**Supplied records**
/---

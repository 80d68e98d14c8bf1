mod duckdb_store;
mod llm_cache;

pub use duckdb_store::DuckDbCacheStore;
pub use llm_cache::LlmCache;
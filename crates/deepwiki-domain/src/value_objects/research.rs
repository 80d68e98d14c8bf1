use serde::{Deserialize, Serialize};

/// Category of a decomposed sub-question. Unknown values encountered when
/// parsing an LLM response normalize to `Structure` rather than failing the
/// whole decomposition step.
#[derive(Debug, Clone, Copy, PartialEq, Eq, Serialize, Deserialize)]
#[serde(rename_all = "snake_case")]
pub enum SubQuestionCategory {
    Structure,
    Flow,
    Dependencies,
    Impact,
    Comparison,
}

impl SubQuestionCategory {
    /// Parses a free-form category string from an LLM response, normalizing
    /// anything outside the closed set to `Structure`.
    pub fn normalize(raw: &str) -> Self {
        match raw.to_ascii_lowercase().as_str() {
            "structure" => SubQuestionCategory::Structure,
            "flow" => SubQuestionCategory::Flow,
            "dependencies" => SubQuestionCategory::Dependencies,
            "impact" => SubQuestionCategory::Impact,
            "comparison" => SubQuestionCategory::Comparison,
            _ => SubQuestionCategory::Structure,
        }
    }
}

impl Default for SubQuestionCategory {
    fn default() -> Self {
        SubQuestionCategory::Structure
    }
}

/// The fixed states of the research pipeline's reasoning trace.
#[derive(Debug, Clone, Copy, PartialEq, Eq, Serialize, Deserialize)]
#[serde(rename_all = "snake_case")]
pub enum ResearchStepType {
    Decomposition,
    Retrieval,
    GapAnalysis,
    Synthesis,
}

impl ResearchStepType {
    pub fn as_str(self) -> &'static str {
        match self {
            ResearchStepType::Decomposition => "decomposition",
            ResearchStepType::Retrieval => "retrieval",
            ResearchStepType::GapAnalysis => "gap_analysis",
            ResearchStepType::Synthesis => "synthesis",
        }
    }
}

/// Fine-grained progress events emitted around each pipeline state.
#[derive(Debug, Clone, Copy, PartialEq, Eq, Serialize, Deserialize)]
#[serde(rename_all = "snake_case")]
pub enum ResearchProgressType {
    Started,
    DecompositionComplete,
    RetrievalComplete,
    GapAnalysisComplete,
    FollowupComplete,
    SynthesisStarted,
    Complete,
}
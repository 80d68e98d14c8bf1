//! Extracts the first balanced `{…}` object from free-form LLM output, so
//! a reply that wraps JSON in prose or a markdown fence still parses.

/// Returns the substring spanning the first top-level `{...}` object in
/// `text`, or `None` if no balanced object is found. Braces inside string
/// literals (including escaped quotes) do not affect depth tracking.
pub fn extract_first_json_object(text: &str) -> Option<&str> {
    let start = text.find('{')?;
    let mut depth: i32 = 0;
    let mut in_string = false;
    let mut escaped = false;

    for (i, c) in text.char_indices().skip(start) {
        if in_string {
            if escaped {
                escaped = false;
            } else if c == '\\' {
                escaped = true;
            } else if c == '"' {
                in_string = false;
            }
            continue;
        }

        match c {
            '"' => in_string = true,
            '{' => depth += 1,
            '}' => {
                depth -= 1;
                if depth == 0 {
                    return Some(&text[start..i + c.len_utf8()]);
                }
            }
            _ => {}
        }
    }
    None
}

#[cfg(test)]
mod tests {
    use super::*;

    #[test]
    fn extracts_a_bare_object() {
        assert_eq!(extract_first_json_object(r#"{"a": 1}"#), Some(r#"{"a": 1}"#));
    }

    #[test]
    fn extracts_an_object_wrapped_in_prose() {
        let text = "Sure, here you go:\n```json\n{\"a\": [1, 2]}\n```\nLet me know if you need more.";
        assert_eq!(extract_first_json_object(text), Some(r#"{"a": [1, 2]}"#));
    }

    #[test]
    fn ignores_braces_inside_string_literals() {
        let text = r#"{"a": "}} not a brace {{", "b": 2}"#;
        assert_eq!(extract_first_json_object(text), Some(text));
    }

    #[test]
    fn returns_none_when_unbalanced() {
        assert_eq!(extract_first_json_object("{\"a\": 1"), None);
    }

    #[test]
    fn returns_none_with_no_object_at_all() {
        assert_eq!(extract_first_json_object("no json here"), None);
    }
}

\---
/---

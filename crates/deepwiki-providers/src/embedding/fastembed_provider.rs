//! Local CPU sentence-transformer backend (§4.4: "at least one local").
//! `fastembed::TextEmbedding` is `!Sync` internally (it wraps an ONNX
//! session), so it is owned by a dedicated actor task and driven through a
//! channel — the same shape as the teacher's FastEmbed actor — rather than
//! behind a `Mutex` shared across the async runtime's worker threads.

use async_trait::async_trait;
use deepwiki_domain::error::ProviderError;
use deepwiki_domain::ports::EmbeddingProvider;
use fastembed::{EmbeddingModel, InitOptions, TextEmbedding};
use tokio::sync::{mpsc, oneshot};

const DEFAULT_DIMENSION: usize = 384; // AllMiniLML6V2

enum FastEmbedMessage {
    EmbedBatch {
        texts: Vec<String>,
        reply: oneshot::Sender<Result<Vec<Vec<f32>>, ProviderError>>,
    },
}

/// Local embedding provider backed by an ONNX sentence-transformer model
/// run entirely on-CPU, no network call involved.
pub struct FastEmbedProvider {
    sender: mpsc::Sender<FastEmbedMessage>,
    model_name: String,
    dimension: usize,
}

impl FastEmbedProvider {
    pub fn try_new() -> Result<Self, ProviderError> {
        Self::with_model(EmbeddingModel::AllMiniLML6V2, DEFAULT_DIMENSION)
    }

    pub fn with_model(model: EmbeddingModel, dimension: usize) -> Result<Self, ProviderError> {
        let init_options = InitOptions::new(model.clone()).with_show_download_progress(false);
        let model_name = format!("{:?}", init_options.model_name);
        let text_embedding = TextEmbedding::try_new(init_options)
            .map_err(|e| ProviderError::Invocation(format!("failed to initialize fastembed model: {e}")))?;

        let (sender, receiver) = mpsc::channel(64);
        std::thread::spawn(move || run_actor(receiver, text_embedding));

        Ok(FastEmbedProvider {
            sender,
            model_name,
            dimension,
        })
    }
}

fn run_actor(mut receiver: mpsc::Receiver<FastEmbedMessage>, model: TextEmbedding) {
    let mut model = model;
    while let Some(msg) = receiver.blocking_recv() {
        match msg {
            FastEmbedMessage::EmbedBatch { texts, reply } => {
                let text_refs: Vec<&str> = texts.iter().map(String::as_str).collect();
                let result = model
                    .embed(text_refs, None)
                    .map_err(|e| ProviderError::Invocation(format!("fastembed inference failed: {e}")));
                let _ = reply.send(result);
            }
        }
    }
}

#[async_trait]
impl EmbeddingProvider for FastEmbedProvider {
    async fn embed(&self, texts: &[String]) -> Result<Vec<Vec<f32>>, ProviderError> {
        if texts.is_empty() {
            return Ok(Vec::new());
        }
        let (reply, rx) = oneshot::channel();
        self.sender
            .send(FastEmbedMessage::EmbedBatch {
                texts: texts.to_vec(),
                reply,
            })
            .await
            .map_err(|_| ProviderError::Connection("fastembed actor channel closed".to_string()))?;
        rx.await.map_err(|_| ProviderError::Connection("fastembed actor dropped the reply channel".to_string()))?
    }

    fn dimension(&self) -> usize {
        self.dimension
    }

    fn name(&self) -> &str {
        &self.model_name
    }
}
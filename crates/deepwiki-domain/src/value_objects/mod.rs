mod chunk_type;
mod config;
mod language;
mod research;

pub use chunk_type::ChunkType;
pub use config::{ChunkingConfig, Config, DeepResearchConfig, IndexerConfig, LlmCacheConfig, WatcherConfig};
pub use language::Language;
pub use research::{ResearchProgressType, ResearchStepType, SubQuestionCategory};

\---

**What to produce**
Tally how many lines of the data include the word "response". Write the number and nothing else.

**Answer for the task**
2